— How to complete this task —
Each line of the entries below that holds "spawn" is needed, copied in full.

— Dataset excerpts —

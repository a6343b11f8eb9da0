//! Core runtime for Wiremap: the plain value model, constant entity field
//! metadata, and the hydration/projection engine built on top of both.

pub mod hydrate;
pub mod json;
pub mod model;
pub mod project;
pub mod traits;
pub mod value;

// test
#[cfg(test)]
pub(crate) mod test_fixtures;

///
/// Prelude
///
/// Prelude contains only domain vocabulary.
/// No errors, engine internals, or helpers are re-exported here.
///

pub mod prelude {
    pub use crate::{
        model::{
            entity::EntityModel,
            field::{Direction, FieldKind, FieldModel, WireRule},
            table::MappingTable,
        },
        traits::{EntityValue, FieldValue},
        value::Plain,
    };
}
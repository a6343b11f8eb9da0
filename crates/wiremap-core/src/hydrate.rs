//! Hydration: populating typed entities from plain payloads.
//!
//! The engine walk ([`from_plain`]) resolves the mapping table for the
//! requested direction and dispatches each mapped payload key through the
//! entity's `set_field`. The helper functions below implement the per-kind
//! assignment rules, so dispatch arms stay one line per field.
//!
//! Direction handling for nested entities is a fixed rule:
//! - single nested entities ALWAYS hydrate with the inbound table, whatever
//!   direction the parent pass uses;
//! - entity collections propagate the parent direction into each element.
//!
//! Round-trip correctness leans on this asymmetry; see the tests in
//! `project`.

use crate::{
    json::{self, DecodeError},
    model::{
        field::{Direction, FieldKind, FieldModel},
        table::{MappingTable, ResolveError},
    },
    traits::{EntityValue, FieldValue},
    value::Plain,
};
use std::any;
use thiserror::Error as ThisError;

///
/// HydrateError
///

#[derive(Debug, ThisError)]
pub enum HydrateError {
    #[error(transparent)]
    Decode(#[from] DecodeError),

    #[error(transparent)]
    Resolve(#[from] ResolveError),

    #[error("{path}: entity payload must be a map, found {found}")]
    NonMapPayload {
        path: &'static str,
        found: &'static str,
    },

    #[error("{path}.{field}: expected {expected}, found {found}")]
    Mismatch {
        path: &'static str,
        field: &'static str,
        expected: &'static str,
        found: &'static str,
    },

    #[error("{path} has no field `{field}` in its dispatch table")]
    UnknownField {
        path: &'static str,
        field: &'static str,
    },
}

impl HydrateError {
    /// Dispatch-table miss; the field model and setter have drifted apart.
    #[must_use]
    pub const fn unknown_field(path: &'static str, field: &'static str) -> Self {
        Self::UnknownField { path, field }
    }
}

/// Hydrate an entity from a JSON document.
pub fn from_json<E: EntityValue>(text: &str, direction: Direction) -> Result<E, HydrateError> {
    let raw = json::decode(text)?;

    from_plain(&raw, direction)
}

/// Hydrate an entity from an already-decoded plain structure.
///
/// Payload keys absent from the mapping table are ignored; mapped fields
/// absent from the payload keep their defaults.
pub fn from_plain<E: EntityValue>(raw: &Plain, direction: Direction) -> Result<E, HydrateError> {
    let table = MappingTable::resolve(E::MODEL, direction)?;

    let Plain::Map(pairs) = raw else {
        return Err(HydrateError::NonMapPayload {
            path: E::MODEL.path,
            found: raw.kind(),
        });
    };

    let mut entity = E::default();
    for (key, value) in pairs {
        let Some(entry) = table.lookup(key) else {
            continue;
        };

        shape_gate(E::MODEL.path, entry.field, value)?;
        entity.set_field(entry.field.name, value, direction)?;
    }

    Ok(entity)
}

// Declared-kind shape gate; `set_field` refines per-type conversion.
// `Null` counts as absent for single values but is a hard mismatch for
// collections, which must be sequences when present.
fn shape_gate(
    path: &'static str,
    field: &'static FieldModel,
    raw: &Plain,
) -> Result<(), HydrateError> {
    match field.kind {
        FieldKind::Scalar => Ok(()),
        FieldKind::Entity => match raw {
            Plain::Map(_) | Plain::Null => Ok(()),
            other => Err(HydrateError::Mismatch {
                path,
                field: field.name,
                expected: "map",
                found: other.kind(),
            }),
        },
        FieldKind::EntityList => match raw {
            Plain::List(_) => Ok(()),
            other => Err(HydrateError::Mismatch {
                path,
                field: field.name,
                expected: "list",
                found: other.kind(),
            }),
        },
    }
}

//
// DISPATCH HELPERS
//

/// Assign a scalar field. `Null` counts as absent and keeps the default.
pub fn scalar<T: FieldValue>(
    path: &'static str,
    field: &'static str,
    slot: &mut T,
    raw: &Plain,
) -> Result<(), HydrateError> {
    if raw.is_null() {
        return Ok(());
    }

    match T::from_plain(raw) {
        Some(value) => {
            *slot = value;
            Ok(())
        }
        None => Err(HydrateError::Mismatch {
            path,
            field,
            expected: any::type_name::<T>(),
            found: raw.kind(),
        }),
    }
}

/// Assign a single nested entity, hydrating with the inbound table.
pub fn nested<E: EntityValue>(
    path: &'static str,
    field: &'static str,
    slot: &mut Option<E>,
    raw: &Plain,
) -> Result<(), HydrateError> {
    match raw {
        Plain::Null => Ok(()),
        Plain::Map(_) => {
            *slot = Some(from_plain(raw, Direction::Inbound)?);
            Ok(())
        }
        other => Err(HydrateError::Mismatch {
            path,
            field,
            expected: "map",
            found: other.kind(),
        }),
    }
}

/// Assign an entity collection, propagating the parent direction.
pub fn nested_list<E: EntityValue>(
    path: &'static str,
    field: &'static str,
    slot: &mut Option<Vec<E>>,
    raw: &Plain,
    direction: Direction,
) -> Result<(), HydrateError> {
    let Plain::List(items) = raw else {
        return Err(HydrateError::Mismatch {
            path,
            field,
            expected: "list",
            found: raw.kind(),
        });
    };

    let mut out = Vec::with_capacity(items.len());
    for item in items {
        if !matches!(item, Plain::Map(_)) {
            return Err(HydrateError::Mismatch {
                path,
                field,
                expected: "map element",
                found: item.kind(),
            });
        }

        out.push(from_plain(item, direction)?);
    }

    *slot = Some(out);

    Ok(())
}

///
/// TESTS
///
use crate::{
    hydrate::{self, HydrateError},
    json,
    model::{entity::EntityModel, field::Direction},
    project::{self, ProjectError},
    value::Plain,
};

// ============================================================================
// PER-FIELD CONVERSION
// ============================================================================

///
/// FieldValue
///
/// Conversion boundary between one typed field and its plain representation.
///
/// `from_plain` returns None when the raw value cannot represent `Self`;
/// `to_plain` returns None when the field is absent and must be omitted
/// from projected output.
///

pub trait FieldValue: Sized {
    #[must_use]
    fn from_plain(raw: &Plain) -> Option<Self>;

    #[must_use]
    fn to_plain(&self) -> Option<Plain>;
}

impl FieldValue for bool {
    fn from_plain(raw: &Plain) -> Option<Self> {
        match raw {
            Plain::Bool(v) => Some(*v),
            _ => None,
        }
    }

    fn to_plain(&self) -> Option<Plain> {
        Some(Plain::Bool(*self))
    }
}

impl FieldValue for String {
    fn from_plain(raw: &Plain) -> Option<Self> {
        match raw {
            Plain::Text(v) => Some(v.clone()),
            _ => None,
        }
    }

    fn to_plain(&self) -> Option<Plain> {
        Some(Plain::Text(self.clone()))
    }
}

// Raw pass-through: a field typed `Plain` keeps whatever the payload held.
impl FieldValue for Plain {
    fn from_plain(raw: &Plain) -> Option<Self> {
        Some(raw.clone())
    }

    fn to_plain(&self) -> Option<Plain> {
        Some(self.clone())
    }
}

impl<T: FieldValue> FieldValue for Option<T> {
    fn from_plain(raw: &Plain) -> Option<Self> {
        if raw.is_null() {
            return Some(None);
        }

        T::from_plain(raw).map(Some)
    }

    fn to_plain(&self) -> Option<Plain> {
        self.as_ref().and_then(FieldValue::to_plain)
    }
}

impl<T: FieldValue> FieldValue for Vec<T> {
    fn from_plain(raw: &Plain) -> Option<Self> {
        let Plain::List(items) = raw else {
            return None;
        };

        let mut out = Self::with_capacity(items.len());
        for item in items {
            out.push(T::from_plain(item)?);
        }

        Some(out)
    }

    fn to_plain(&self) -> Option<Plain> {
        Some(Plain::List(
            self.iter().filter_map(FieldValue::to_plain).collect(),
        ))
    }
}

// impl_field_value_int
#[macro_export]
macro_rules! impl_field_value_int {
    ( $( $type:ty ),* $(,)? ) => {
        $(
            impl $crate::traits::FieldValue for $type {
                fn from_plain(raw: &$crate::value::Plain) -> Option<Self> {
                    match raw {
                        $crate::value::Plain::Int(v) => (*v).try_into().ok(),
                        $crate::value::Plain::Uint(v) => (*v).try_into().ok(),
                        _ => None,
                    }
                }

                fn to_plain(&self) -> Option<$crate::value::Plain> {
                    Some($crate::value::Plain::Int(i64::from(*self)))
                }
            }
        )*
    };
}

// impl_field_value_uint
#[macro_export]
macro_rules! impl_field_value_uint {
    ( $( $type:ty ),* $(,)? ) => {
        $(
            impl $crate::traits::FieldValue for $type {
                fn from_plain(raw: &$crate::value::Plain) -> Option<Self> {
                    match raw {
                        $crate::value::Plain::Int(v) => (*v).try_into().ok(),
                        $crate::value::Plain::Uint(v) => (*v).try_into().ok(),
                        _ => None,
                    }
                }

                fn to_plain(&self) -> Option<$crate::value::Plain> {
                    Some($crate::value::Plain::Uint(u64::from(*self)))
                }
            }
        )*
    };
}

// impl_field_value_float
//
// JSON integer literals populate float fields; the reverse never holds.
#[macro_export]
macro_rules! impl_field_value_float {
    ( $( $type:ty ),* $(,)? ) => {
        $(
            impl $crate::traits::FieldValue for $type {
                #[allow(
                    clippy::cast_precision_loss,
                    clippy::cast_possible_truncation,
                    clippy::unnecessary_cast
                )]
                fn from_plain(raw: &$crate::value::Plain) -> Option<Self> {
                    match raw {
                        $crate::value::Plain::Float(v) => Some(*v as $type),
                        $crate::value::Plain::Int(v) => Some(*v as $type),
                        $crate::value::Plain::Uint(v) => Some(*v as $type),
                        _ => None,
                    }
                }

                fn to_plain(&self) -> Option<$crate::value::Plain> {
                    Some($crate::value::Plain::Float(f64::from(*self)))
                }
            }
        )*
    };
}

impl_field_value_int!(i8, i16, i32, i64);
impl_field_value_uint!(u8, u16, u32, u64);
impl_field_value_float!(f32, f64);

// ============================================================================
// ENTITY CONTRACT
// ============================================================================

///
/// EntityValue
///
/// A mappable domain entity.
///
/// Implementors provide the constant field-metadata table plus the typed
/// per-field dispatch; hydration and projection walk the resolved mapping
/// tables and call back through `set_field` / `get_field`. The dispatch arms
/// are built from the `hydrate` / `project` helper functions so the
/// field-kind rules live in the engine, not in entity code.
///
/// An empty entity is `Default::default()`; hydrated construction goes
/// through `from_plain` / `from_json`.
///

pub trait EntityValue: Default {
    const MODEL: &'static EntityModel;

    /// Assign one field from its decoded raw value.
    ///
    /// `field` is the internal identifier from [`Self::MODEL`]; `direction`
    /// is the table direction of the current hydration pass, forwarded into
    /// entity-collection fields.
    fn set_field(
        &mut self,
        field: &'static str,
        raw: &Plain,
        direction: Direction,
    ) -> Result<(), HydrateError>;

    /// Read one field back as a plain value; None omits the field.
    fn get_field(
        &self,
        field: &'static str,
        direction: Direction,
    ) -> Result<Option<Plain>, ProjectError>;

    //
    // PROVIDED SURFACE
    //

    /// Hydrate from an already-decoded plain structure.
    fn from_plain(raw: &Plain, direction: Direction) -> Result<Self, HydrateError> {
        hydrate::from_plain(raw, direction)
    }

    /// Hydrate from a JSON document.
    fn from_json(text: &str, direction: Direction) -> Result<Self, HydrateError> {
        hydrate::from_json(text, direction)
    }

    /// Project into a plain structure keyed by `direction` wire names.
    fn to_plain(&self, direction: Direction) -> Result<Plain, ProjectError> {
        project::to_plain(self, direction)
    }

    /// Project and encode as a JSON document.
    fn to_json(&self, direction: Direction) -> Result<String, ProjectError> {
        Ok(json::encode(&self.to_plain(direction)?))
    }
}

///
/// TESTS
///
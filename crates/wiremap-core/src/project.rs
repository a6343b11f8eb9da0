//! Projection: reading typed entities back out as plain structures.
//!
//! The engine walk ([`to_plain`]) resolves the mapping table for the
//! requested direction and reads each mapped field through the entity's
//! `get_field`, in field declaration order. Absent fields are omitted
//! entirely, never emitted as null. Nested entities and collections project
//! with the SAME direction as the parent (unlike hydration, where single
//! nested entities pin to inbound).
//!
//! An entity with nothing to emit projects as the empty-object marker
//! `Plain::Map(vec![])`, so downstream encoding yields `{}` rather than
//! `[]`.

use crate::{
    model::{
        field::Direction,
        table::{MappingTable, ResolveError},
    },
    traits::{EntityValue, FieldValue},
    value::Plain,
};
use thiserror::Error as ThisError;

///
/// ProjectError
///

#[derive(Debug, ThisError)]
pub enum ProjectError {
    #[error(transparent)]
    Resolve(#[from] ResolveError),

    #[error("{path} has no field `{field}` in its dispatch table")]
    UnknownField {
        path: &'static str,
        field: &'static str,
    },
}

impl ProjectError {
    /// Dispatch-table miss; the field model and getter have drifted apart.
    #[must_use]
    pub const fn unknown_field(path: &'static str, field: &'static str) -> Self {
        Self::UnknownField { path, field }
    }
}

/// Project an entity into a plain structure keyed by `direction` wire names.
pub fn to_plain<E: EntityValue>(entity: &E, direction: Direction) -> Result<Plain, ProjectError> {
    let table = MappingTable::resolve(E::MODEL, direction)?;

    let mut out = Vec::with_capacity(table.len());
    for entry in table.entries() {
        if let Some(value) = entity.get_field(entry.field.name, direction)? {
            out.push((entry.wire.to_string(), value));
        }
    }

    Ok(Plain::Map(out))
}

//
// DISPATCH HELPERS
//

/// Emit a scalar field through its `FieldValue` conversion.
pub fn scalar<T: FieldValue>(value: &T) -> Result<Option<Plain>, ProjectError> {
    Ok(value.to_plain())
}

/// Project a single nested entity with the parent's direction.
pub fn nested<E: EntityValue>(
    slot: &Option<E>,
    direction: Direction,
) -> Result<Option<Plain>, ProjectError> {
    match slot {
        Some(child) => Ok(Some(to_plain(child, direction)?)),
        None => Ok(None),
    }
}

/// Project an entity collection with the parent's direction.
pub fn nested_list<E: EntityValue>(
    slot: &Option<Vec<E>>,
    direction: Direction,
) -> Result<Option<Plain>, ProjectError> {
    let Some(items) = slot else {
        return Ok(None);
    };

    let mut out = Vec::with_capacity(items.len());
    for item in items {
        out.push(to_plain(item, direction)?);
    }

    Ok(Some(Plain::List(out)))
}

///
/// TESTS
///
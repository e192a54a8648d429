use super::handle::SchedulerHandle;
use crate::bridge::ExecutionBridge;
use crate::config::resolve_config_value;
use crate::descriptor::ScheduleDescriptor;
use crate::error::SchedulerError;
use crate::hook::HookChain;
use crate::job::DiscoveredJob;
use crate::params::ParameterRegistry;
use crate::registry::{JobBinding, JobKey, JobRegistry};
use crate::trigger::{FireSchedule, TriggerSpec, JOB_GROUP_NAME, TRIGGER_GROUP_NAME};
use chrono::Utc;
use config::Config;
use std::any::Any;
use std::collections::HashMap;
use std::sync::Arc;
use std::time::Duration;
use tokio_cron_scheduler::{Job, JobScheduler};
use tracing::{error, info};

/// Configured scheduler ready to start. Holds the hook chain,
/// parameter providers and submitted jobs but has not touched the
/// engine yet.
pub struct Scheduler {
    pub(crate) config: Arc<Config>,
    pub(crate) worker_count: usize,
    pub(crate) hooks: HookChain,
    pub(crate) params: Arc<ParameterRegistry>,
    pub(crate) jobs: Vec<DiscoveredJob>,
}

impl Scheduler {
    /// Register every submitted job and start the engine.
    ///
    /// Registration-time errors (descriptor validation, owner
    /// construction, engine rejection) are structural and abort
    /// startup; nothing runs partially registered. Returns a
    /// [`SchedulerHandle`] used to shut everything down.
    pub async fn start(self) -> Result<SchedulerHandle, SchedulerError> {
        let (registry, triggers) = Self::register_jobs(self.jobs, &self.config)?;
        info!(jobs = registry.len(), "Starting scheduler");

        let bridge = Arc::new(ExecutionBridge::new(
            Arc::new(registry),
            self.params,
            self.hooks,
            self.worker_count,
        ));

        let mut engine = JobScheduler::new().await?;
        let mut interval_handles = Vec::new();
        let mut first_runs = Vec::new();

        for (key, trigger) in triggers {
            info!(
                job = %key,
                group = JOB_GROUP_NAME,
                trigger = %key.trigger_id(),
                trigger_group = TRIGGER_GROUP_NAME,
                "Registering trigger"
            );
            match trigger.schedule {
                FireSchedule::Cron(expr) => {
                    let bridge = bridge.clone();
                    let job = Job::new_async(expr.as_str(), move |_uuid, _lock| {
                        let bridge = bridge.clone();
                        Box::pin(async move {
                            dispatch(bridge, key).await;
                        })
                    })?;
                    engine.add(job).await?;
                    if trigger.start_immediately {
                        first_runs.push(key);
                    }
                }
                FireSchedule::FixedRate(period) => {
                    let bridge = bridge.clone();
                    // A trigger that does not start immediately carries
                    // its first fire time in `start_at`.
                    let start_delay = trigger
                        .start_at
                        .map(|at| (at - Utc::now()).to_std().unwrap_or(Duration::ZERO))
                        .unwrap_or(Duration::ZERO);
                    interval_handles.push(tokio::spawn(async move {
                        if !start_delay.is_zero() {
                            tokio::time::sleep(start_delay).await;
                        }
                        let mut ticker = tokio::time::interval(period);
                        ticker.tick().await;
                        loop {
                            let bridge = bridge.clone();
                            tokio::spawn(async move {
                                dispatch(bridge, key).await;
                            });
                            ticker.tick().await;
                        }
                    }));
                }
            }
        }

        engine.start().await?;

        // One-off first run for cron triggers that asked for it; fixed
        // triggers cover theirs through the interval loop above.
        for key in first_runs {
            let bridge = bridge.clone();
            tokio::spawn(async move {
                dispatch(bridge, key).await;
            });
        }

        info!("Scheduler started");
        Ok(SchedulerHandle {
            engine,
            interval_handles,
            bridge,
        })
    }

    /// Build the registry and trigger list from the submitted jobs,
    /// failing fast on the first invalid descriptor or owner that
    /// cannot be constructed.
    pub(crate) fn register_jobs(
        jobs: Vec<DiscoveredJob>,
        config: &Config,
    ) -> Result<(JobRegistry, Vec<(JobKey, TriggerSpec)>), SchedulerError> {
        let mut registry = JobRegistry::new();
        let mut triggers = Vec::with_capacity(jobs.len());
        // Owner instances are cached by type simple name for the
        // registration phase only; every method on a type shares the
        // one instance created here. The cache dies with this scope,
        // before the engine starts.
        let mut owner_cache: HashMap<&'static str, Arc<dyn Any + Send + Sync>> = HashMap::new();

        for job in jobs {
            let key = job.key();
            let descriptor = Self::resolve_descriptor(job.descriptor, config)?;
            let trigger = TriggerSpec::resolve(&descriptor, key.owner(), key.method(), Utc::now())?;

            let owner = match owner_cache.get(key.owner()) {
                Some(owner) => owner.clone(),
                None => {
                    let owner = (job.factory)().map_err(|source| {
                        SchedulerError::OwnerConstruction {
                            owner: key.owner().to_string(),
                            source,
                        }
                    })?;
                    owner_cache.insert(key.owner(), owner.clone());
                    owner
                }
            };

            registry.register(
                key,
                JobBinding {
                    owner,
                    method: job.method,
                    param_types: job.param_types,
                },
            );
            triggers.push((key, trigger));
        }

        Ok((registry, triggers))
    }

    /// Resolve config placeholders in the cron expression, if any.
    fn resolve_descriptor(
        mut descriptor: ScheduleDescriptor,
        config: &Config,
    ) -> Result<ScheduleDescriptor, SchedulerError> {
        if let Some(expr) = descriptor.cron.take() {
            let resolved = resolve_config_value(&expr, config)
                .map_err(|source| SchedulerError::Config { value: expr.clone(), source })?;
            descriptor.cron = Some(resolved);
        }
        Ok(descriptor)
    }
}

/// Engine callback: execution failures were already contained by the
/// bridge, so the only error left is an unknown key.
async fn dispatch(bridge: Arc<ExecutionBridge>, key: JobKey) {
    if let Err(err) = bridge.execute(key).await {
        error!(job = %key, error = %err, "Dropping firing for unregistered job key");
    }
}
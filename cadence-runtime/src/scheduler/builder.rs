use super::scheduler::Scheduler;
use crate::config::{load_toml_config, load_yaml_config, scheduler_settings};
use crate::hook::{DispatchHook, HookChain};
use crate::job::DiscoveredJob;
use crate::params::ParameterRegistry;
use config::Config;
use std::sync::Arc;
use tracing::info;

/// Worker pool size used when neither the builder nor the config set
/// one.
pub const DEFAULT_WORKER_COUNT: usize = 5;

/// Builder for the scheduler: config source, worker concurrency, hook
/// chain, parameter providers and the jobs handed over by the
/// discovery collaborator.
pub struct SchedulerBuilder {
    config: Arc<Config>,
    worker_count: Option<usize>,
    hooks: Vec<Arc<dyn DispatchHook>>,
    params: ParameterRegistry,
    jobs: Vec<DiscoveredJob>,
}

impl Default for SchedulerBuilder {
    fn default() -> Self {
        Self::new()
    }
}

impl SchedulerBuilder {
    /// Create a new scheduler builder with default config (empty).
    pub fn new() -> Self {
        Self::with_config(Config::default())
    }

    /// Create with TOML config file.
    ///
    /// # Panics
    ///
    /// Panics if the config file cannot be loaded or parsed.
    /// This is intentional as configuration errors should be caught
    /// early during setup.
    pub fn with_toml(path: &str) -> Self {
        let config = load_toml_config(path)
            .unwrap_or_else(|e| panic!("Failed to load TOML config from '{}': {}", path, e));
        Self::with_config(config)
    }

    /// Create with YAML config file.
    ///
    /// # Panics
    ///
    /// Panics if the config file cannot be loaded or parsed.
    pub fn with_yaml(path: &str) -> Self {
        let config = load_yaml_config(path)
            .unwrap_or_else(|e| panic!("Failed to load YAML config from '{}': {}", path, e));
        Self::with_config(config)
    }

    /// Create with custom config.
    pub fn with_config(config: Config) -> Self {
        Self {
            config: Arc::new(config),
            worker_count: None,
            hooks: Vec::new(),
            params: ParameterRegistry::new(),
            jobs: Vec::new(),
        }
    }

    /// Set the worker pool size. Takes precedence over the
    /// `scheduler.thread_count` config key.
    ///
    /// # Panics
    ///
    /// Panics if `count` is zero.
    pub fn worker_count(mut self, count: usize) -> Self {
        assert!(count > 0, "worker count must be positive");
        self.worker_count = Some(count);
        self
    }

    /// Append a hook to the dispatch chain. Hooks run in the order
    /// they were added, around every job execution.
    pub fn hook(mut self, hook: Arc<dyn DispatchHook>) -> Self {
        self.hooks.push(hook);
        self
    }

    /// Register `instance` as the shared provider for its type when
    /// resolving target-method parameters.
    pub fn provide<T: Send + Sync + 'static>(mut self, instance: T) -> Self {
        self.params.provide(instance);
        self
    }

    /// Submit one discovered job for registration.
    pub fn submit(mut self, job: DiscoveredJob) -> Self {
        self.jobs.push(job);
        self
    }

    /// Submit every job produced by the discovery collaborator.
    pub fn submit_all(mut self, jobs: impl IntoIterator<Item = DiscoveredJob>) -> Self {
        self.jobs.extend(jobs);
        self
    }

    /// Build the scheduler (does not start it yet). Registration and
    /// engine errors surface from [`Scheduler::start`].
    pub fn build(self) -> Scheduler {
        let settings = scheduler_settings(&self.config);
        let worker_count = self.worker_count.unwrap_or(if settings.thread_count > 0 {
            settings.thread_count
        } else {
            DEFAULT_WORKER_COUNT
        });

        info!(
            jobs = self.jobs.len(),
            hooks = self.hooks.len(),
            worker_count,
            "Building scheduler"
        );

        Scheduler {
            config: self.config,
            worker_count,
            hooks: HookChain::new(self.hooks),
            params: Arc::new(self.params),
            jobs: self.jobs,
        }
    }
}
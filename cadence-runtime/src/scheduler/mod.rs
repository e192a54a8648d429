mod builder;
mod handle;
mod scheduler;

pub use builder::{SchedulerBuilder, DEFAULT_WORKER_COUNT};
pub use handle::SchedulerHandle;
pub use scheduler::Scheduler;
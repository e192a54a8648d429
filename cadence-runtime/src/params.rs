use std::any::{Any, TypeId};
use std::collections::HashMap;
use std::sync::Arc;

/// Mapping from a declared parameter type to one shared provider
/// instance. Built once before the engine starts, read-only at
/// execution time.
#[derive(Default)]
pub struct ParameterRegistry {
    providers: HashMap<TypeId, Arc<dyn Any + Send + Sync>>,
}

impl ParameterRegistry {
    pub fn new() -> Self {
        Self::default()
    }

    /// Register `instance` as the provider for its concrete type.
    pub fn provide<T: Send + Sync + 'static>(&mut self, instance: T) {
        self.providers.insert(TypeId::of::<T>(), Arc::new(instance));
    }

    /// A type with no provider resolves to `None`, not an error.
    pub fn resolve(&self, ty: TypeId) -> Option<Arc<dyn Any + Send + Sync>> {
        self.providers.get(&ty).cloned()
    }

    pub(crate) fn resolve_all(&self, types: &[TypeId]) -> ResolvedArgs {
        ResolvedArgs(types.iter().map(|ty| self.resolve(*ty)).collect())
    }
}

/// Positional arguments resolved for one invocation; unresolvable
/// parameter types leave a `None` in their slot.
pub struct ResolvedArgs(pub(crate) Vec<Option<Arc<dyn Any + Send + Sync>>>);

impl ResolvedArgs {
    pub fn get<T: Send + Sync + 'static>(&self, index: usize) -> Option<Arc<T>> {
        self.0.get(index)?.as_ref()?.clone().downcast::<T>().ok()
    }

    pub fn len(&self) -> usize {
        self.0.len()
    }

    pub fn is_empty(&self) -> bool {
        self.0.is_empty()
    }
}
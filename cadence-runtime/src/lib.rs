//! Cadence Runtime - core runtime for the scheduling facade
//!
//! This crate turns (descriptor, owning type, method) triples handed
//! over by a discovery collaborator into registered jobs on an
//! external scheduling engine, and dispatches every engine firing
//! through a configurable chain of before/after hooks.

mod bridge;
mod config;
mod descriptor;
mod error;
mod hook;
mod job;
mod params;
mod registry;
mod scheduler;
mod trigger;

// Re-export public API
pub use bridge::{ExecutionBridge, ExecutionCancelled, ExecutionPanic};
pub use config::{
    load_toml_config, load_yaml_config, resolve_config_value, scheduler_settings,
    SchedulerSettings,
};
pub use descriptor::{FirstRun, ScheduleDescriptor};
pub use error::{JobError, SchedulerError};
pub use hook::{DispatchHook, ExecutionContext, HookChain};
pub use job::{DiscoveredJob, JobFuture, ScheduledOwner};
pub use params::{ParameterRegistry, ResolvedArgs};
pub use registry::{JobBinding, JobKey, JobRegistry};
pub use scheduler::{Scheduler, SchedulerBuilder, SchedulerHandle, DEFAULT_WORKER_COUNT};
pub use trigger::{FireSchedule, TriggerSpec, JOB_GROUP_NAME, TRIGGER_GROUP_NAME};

— Solution to this task —
                    interval_handles.push(tokio::spawn(async move {
                            tokio::spawn(async move {
            tokio::spawn(async move {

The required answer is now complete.